Les Forces armées israéliennes, dans leur réponse officielle, nous ont dit : « Non, cela fait partie des besoins opérationnels. Il y a des besoins opérationnels qui nécessitent ces démolitions de maisons, et cela n’a à voir qu’avec les besoins opérationnels, les maisons ou les bâtiments où il y avait – ils tirent sur les soldats israélien – où il y avait des explosifs. Le Hamas a placé des explosifs dans ces maisons. » Mais ce que nous voyons est très clair. Et encore une fois, Netanyahou, le Premier ministre Netanyahou lui-même, a déclaré : « Nous détruisons maison par maison pour qu’ils n’aient nulle part où revenir. » Bezalel Smotrich, le ministre des Finances, a déclaré hier que « nous ne laissons pas une seule pierre debout. » Il est donc clair que la réaction de Tsahal n’est pas fondée sur la réalité.
Juan Gonzalez : Et avez-vous découvert des scrupules moraux chez certains des soldats israéliens que vous avez interrogés à propos de cette pratique ?
Meron Rapoport : Oui, bien sûr. Les soldats qui nous ont parlé ne se sentaient pas… ne se sentaient pas bien ou se sentaient très mal dans ce qu’ils faisaient. C’est la raison pour laquelle ils nous ont parlé. Nous en avons parlé avec une dizaine de soldats. Mais ils ont aussi dit que c’était devenu une telle routine pour les soldats israéliens qu’ils n’y prêtaient pas vraiment attention, que la plupart des soldats n’y prêtaient pas attention, parce que c’était la routine. C’est ce qu’ils font. Il y a très peu de combats réels. Un soldat qui a passé trois mois dans le corridor de Netzarim a déclaré qu’il avait eu très, très peu de combats réels au cours de ces trois mois. Le travail de routine consistait, s’il y avait assez d’explosifs, car parfois il n’y en avait pas assez, mais s’il y en avait assez, à aller le matin, à choisir entre cinq et dix maisons à démolir, et c’était le travail de routine. Les soldats étaient donc très habitués. Et, bien sûr, il y avait ces soldats qui étaient politiquement motivés, des soldats de droite, qui se réjouissaient vraiment du fait que ces Palestiniens n’auraient nulle part où retourner. Mais ce n’est pas l’atmosphère principale, je dirais. L’atmosphère est la suivante : « C’est le travail que nous faisons, et nous le faisons simplement. C’est pour cela que nous avons été envoyés. »
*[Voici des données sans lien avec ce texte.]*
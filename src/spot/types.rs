//! Types for spot endpoints.

use rust_decimal::Decimal;
use serde::Deserialize;

/// Trading rules for a spot symbol.
#[derive(Debug, Clone, Deserialize)]
#[serde(rename_all = "camelCase")]
pub struct SpotSymbol {
    /// Trading pair, e.g. `BTC-USDT`.
    pub symbol: String,
    pub min_qty: Decimal,
    pub max_qty: Decimal,
    pub min_notional: Decimal,
    pub max_notional: Decimal,
    /// 1 online, 0 offline, 5 pre-open, 25 trading suspended.
    pub status: i64,
    pub tick_size: Decimal,
    pub step_size: Decimal,
}

/// Spot symbols payload.
#[derive(Debug, Clone, Deserialize)]
pub struct SpotSymbols {
    pub symbols: Vec<SpotSymbol>,
}

/// A public trade.
#[derive(Debug, Clone, Deserialize)]
#[serde(rename_all = "camelCase")]
pub struct SpotTrade {
    pub id: i64,
    pub price: Decimal,
    pub qty: Decimal,
    /// Trade time in milliseconds.
    pub time: i64,
    /// Whether the buyer was the maker.
    pub buyer_maker: bool,
}

/// Balance of one spot asset.
#[derive(Debug, Clone, Deserialize)]
pub struct SpotBalance {
    pub asset: String,
    /// Available amount.
    pub free: Decimal,
    /// Amount held by open orders.
    pub locked: Decimal,
}

impl SpotBalance {
    /// Free plus locked.
    pub fn total(&self) -> Decimal {
        self.free + self.locked
    }
}

/// Spot balances payload.
#[derive(Debug, Clone, Deserialize)]
pub struct SpotBalances {
    pub balances: Vec<SpotBalance>,
}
Amy Goodman : Meron Rapoport, je voulais vous interroger sur le soutien de Microsoft à Israël. L’Associated Press rapporte que Microsoft a maintenant reconnu, ouvrez les guillemets : « Avoir vendu des services avancés d’intelligence artificielle et d’informatique en cloud à l’armée israélienne pendant la guerre à Gaza et avoir contribué aux efforts de localisation et de sauvetage d’otages israéliens. » Microsoft a confirmé cette information dans un billet de blog non signé. Lundi, un employé de Microsoft, membre de l’association No Azure for Apartheid, a perturbé le discours du PDG de Microsoft, Satya Nadella, lors de l’événement phare de l’entreprise, Build, à Seattle, dans l’État de Washington.
Membre de No Azure for Apartheid : Satya, pourquoi ne pas montrer comment Microsoft tue les Palestiniens ? Et si vous montriez comment les crimes de guerre israéliens sont soutenus par Azure ? En tant que travailleur de Microsoft, je refuse d’être complice de ce génocide !
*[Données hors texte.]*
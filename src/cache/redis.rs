//! Redis cache variants.
//!
//! Values are stored as JSON text. Entries with a TTL are written with
//! `SET key value PX ms`, entries without one with a plain `SET` and never
//! expire.
//! Both variants connect on first use and reconnect after a failure, so a
//! Redis outage surfaces as per-operation errors rather than at construction.

use std::fmt;
use std::time::Duration;

use parking_lot::Mutex;
use redis::aio::ConnectionManager;
use redis::{AsyncCommands, Client, Commands, Connection};
use serde_json::Value;
use tokio::sync::OnceCell;

use crate::cache::{AsyncCache, Cache, CacheError};

/// Connection timeout and per-command I/O timeout.
const DEFAULT_TIMEOUT: Duration = Duration::from_secs(2);

/// Where to find the Redis server.
#[derive(Debug, Clone, PartialEq, Eq)]
pub struct RedisSettings {
    /// Server host name or address
    pub host: String,
    /// Server port
    pub port: u16,
    /// Database index
    pub db: i64,
    /// Connection and command timeout
    pub timeout: Duration,
}

impl RedisSettings {
    /// Settings for a server at `host:port`, database 0.
    pub fn new(host: impl Into<String>, port: u16) -> Self {
        Self {
            host: host.into(),
            port,
            ..Self::default()
        }
    }

    /// Select the database index.
    pub fn db(mut self, db: i64) -> Self {
        self.db = db;
        self
    }

    /// Set the connection and command timeout.
    pub fn timeout(mut self, timeout: Duration) -> Self {
        self.timeout = timeout;
        self
    }

    /// Connection URL in `redis://host:port/db` form.
    pub fn url(&self) -> String {
        format!("redis://{}:{}/{}", self.host, self.port, self.db)
    }
}

impl Default for RedisSettings {
    fn default() -> Self {
        Self {
            host: "localhost".to_string(),
            port: 6379,
            db: 0,
            timeout: DEFAULT_TIMEOUT,
        }
    }
}

fn encode(value: &Value) -> Result<String, CacheError> {
    Ok(serde_json::to_string(value)?)
}

fn decode(data: Option<String>) -> Result<Option<Value>, CacheError> {
    data.map(|text| serde_json::from_str(&text))
        .transpose()
        .map_err(CacheError::from)
}

fn ttl_millis(ttl: Duration) -> u64 {
    u64::try_from(ttl.as_millis()).unwrap_or(u64::MAX).max(1)
}

fn set_command(key: &str, data: String, ttl: Option<Duration>) -> redis::Cmd {
    let mut cmd = redis::cmd("SET");
    cmd.arg(key).arg(data);
    if let Some(ttl) = ttl {
        cmd.arg("PX").arg(ttl_millis(ttl));
    }
    cmd
}

/// Redis cache over a single blocking connection.
pub struct SyncRedisCache {
    client: Client,
    timeout: Duration,
    connection: Mutex<Option<Connection>>,
}

impl SyncRedisCache {
    /// Create a cache for the given server. No connection is made yet.
    pub fn new(settings: &RedisSettings) -> Result<Self, CacheError> {
        Ok(Self {
            client: Client::open(settings.url())?,
            timeout: settings.timeout,
            connection: Mutex::new(None),
        })
    }

    /// Run a command on the shared connection, opening it if needed.
    ///
    /// The connection is dropped after any error so the next call starts
    /// fresh.
    fn with_connection<T>(
        &self,
        op: impl FnOnce(&mut Connection) -> redis::RedisResult<T>,
    ) -> Result<T, CacheError> {
        let mut slot = self.connection.lock();
        let mut connection = match slot.take() {
            Some(connection) => connection,
            None => {
                let connection = self.client.get_connection_with_timeout(self.timeout)?;
                connection.set_read_timeout(Some(self.timeout))?;
                connection.set_write_timeout(Some(self.timeout))?;
                connection
            }
        };

        let result = op(&mut connection)?;
        *slot = Some(connection);
        Ok(result)
    }
}

impl fmt::Debug for SyncRedisCache {
    fn fmt(&self, f: &mut fmt::Formatter<'_>) -> fmt::Result {
        f.debug_struct("SyncRedisCache")
            .field("client", &self.client)
            .field("timeout", &self.timeout)
            .field("connected", &self.connection.lock().is_some())
            .finish()
    }
}

impl Cache for SyncRedisCache {
    fn get(&self, key: &str) -> Result<Option<Value>, CacheError> {
        let data: Option<String> = self.with_connection(|conn| conn.get(key))?;
        decode(data)
    }

    fn set(&self, key: &str, value: &Value, ttl: Option<Duration>) -> Result<(), CacheError> {
        let cmd = set_command(key, encode(value)?, ttl);
        self.with_connection(|conn| cmd.query(conn))
    }

    fn delete(&self, key: &str) -> Result<(), CacheError> {
        self.with_connection(|conn| conn.del::<_, ()>(key))
    }
}

/// Redis cache over a multiplexed, self-reconnecting async connection.
pub struct AsyncRedisCache {
    client: Client,
    timeout: Duration,
    manager: OnceCell<ConnectionManager>,
}

impl AsyncRedisCache {
    /// Create a cache for the given server. No connection is made yet.
    pub fn new(settings: &RedisSettings) -> Result<Self, CacheError> {
        Ok(Self {
            client: Client::open(settings.url())?,
            timeout: settings.timeout,
            manager: OnceCell::new(),
        })
    }

    async fn connection(&self) -> Result<ConnectionManager, CacheError> {
        let manager = self
            .manager
            .get_or_try_init(|| async {
                tokio::time::timeout(self.timeout, self.client.get_connection_manager())
                    .await
                    .map_err(|_| CacheError::Timeout(self.timeout))?
                    .map_err(CacheError::from)
            })
            .await?;
        Ok(manager.clone())
    }

    async fn bounded<T>(
        &self,
        fut: impl Future<Output = redis::RedisResult<T>>,
    ) -> Result<T, CacheError> {
        tokio::time::timeout(self.timeout, fut)
            .await
            .map_err(|_| CacheError::Timeout(self.timeout))?
            .map_err(CacheError::from)
    }
}

impl fmt::Debug for AsyncRedisCache {
    fn fmt(&self, f: &mut fmt::Formatter<'_>) -> fmt::Result {
        f.debug_struct("AsyncRedisCache")
            .field("client", &self.client)
            .field("timeout", &self.timeout)
            .field("connected", &self.manager.initialized())
            .finish()
    }
}

impl AsyncCache for AsyncRedisCache {
    async fn get(&self, key: &str) -> Result<Option<Value>, CacheError> {
        let mut conn = self.connection().await?;
        let data: Option<String> = self.bounded(conn.get(key)).await?;
        decode(data)
    }

    async fn set(&self, key: &str, value: &Value, ttl: Option<Duration>) -> Result<(), CacheError> {
        let cmd = set_command(key, encode(value)?, ttl);
        let mut conn = self.connection().await?;
        self.bounded(cmd.query_async(&mut conn)).await
    }

    async fn delete(&self, key: &str) -> Result<(), CacheError> {
        let mut conn = self.connection().await?;
        self.bounded(conn.del::<_, ()>(key)).await
    }
}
Amy Goodman : Je voulais, Meron, avoir votre réponse à ces développements et à ce que nous savons du rôle de Microsoft, car vous avez édité des articles de +972 sur Microsoft, dont un en janvier intitulé : « Des documents fuités exposent les liens profonds entre l’armée israélienne et Microsoft », dans un article écrit par Yuval Abraham, qui a gagné l’Oscar pour avoir été co-réalisateur du film No Other Land, Meron.
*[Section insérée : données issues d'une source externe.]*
//! BingX API key pairs.
//!
//! BingX identifies a caller by the API key sent in the `X-BX-APIKEY` header
//! and authenticates the request with an HMAC over the query string, keyed by
//! the secret key. Only the signer ever reads the secret.

use secrecy::{ExposeSecret, SecretString};

/// Environment variable holding the API key.
pub const API_KEY_VAR: &str = "BINGX_API_KEY";
/// Environment variable holding the secret key.
pub const API_SECRET_VAR: &str = "BINGX_API_SECRET";

/// A BingX API key and its secret key.
///
/// `Debug` output never includes the secret.
#[derive(Clone)]
pub struct Credentials {
    /// Public key sent with every signed request
    pub api_key: String,
    secret_key: SecretString,
}

impl Credentials {
    /// Pair an API key with its secret key.
    pub fn new(api_key: impl Into<String>, secret_key: impl Into<String>) -> Self {
        Self {
            api_key: api_key.into(),
            secret_key: SecretString::from(secret_key.into()),
        }
    }

    /// The secret key, as HMAC key material.
    pub fn expose_secret(&self) -> &str {
        self.secret_key.expose_secret()
    }
}

impl std::fmt::Debug for Credentials {
    fn fmt(&self, f: &mut std::fmt::Formatter<'_>) -> std::fmt::Result {
        f.debug_struct("Credentials")
            .field("api_key", &self.api_key)
            .field("secret_key", &"[REDACTED]")
            .finish()
    }
}

/// Source of the key pair used to sign requests.
///
/// Clients hold an `Arc<dyn CredentialsProvider>` and ask it for the pair on
/// each signed request, so a provider backed by a vault or a rotating store
/// only has to return its current pair.
pub trait CredentialsProvider: Send + Sync {
    /// The key pair to sign the next request with.
    fn get_credentials(&self) -> &Credentials;
}

impl CredentialsProvider for Credentials {
    fn get_credentials(&self) -> &Credentials {
        self
    }
}

/// A key pair fixed at construction.
#[derive(Clone, Debug)]
pub struct StaticCredentials(Credentials);

impl StaticCredentials {
    /// Wrap a key pair.
    pub fn new(api_key: impl Into<String>, secret_key: impl Into<String>) -> Self {
        Self(Credentials::new(api_key, secret_key))
    }
}

impl CredentialsProvider for StaticCredentials {
    fn get_credentials(&self) -> &Credentials {
        &self.0
    }
}

/// A key pair read once from the environment.
///
/// Reads `BINGX_API_KEY` and `BINGX_API_SECRET` unless other names are given.
#[derive(Debug)]
pub struct EnvCredentials(Credentials);

impl EnvCredentials {
    /// Read `BINGX_API_KEY` and `BINGX_API_SECRET`.
    ///
    /// Returns `None` if either is unset or blank.
    pub fn try_from_env() -> Option<Self> {
        Self::try_from_env_vars(API_KEY_VAR, API_SECRET_VAR)
    }

    /// Read the pair from the named variables.
    ///
    /// Returns `None` if either is unset or blank.
    pub fn try_from_env_vars(key_var: &str, secret_var: &str) -> Option<Self> {
        let read = |name: &str| {
            std::env::var(name)
                .ok()
                .map(|value| value.trim().to_string())
                .filter(|value| !value.is_empty())
        };
        Some(Self(Credentials::new(read(key_var)?, read(secret_var)?)))
    }
}

impl CredentialsProvider for EnvCredentials {
    fn get_credentials(&self) -> &Credentials {
        &self.0
    }
}

#[cfg(test)]
mod tests {
    use super::*;
    use std::sync::Arc;

    #[test]
    fn test_debug_hides_secret_key() {
        let creds = Credentials::new("bx-key", "bx-secret-value");
        let printed = format!("{creds:?}");
        assert!(printed.contains("bx-key"));
        assert!(!printed.contains("bx-secret-value"));

        let provider = StaticCredentials::new("bx-key", "bx-secret-value");
        assert!(!format!("{provider:?}").contains("bx-secret-value"));
    }

    #[test]
    fn test_provider_behind_arc() {
        let provider: Arc<dyn CredentialsProvider> =
            Arc::new(StaticCredentials::new("key", "secret"));
        let creds = provider.get_credentials();
        assert_eq!(creds.api_key, "key");
        assert_eq!(creds.expose_secret(), "secret");
    }

    #[test]
    fn test_env_credentials_missing_vars() {
        let provider = EnvCredentials::try_from_env_vars(
            "BINGX_TEST_SURELY_UNSET_KEY",
            "BINGX_TEST_SURELY_UNSET_SECRET",
        );
        assert!(provider.is_none());
    }
}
Meron Rapoport : Oui, il semble que ce soit – bien sûr, il y a eu cet article de Yuval, et puis il y a eu un article précédent citant principalement des sources israéliennes, des sources ouvertes, le chef d’une unité responsable de l’informatique dans l’armée israélienne, qui a dit qu’ils ont reçu une aide essentielle à la machine de guerre israélienne de ces trois grandes sociétés du cloud, Azure et d’autres. Donc, c’est… et nous avions ces documents que nous avons révélés, que Yuval a révélés plus tard. Donc, la relation est certainement très étroite, et il semble que cela crée des problèmes pour Microsoft en interne, et peut-être en externe et en interne. Il faut voir. Nous avons peut-être d’autres sujets à venir. Je pense que cette affaire n’est pas terminée.
Juan Gonzalez : Et, Meron Rapoport, vous avez… les Nations Unies ont rapporté en mars que de mars 2025 au début de 2024, Israël a démoli 463 bâtiments en Cisjordanie dans le cadre de l’activité militaire, et a déplacé près de 40 000 Palestiniens de plusieurs villes de Cisjordanie. Pouvez-vous nous en parler ? Par ailleurs, vous avez rapporté qu’au Liban, Israël a eu recours à des opérations de démolition similaires ?
Meron Rapoport : Il semble que cela fasse désormais partie de la guerre israélienne, de la méthode, du modus operandi de l’armée israélienne : la destruction en tant que telle, pas pendant les combats. Nous l’avons vu au Liban. Notre enquête a révélé qu’un soldat avait été prévenu à l’avance qu’il allait détruire les villages chiites au Liban, avant même d’arriver sur place. Il n’y avait donc aucun lien direct avec les combats. Et il semble que ce…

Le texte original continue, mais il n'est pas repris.